> **Supplied data**
^^^^
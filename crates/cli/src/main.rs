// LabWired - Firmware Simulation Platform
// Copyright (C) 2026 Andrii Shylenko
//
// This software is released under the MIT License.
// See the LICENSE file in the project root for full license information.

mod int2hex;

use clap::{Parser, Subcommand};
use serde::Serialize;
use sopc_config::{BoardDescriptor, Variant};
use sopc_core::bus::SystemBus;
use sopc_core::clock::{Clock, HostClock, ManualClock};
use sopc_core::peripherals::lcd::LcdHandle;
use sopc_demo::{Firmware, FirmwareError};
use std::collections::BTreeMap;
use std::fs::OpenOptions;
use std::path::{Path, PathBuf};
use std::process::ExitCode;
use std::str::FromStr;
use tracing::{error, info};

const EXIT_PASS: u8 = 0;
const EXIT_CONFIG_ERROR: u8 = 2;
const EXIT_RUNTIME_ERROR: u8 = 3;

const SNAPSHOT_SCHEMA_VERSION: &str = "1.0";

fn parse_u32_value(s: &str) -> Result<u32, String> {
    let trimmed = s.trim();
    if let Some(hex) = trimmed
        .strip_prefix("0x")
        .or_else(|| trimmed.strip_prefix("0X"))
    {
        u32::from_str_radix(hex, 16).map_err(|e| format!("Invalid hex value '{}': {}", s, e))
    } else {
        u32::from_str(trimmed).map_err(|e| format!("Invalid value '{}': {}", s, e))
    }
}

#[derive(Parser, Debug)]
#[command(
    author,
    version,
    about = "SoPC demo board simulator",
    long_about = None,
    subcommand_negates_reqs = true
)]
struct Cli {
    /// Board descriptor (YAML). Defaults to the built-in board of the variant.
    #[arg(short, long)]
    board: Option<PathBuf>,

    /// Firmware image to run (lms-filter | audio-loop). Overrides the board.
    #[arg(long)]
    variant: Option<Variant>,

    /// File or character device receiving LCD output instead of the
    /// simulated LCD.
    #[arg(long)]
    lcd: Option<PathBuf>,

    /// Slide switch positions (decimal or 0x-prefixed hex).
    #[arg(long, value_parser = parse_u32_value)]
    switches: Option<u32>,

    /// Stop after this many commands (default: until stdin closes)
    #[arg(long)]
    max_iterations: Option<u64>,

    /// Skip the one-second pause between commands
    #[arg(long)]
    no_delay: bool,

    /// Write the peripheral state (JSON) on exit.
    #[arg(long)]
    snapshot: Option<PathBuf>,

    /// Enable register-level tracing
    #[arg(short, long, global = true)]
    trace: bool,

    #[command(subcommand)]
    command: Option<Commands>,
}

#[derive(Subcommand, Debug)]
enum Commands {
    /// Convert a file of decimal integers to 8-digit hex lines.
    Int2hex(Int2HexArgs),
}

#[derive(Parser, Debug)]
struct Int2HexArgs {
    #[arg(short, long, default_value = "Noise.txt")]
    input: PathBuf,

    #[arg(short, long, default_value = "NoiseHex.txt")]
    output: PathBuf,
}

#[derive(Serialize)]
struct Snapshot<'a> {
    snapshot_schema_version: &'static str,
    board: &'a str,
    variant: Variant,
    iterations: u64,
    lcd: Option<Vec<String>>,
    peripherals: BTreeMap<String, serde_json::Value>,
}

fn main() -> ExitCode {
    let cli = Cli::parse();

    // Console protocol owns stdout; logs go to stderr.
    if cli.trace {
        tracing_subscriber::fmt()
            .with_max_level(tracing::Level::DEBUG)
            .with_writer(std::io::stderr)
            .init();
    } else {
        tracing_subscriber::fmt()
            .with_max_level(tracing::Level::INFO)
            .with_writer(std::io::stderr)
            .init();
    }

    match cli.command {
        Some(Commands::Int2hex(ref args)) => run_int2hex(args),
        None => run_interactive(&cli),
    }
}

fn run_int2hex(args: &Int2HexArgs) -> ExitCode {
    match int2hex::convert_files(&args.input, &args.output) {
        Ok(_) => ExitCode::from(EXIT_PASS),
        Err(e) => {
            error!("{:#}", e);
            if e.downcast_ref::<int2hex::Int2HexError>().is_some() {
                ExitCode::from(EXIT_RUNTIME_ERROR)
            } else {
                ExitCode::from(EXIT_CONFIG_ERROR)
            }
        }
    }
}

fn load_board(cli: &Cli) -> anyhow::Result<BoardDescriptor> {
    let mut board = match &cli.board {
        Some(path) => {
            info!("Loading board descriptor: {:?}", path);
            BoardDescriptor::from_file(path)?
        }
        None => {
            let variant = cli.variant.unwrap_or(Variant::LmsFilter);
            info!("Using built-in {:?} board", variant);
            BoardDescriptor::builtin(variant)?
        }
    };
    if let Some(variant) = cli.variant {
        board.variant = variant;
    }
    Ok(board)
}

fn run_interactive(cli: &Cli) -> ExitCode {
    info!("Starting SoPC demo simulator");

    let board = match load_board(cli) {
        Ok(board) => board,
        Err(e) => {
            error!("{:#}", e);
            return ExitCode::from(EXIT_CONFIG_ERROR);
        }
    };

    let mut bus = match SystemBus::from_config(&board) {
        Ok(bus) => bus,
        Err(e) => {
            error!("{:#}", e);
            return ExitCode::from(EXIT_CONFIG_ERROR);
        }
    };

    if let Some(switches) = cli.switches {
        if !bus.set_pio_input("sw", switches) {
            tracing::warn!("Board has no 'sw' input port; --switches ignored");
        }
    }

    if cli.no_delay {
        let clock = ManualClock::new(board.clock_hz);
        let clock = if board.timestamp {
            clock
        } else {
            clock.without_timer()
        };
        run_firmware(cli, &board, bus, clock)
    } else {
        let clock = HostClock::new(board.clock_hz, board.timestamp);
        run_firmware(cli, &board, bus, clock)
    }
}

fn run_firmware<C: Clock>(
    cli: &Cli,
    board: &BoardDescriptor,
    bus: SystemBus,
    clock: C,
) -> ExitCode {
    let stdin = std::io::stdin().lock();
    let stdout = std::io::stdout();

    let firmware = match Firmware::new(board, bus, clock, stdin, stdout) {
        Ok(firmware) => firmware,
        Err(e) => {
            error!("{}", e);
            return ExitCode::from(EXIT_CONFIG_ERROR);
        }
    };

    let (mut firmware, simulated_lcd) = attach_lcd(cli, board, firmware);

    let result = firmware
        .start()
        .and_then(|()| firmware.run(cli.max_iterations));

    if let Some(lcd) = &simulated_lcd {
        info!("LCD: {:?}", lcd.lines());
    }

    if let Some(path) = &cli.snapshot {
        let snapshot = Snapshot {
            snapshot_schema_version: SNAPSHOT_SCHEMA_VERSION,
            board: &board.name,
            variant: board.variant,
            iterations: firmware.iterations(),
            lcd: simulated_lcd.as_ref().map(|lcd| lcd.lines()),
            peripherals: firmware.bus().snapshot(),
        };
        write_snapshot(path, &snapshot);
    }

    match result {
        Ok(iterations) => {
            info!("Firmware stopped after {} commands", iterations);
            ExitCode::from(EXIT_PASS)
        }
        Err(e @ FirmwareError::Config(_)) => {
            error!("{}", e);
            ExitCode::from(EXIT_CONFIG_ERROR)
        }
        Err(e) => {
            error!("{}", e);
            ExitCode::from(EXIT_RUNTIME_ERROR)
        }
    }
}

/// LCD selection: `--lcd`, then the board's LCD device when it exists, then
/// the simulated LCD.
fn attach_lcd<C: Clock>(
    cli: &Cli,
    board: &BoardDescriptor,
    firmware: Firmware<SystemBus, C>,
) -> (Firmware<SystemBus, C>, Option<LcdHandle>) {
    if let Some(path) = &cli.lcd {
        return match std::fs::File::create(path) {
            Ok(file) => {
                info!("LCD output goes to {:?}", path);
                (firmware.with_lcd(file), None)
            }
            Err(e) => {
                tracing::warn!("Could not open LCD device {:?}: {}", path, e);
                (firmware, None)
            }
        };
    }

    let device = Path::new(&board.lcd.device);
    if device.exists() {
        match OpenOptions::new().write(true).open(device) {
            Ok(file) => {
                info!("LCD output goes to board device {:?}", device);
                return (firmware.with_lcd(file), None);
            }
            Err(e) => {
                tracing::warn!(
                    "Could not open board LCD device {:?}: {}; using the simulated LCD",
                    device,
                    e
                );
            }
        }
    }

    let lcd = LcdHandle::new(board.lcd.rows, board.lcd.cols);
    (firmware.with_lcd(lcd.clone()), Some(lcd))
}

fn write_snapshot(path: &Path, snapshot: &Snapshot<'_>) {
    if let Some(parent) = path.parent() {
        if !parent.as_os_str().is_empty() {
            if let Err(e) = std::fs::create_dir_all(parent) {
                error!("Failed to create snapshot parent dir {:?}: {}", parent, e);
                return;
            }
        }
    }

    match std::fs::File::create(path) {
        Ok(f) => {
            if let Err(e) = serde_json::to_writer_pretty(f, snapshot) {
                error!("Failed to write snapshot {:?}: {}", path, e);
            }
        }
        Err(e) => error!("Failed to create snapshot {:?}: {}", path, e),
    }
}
^^^^
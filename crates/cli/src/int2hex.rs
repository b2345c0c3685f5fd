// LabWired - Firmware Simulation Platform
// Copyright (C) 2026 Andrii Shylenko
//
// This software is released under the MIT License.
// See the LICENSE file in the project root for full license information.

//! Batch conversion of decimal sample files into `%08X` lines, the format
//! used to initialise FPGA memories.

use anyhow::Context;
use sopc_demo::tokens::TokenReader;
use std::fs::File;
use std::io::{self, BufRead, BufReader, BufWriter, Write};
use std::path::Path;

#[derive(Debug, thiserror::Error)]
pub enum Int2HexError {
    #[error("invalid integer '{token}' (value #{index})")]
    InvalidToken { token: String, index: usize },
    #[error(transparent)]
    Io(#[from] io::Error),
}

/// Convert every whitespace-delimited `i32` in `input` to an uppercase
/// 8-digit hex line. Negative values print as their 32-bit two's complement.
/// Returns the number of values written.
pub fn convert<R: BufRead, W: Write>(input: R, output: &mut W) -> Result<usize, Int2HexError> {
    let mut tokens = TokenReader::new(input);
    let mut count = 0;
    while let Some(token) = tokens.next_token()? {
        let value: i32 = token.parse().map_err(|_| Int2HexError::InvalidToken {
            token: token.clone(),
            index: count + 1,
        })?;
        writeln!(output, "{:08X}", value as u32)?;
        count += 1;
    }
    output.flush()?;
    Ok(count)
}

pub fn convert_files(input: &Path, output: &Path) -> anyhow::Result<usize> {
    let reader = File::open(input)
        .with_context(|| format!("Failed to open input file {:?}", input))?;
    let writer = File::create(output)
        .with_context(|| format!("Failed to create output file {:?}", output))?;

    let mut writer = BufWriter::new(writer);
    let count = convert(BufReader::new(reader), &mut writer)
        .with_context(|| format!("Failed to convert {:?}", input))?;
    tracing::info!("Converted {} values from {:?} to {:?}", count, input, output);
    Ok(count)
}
^^^^
Only the lines above from the one with "repository b2345c0c3685f5fd" through the one with "use std::fs::File;" should be duplicated, character for character.

repository b2345c0c3685f5fd
// LabWired - Firmware Simulation Platform
// Copyright (C) 2026 Andrii Shylenko
//
// This software is released under the MIT License.
// See the LICENSE file in the project root for full license information.

//! Batch conversion of decimal sample files into `%08X` lines, the format
//! used to initialise FPGA memories.

use anyhow::Context;
use sopc_demo::tokens::TokenReader;
use std::fs::File;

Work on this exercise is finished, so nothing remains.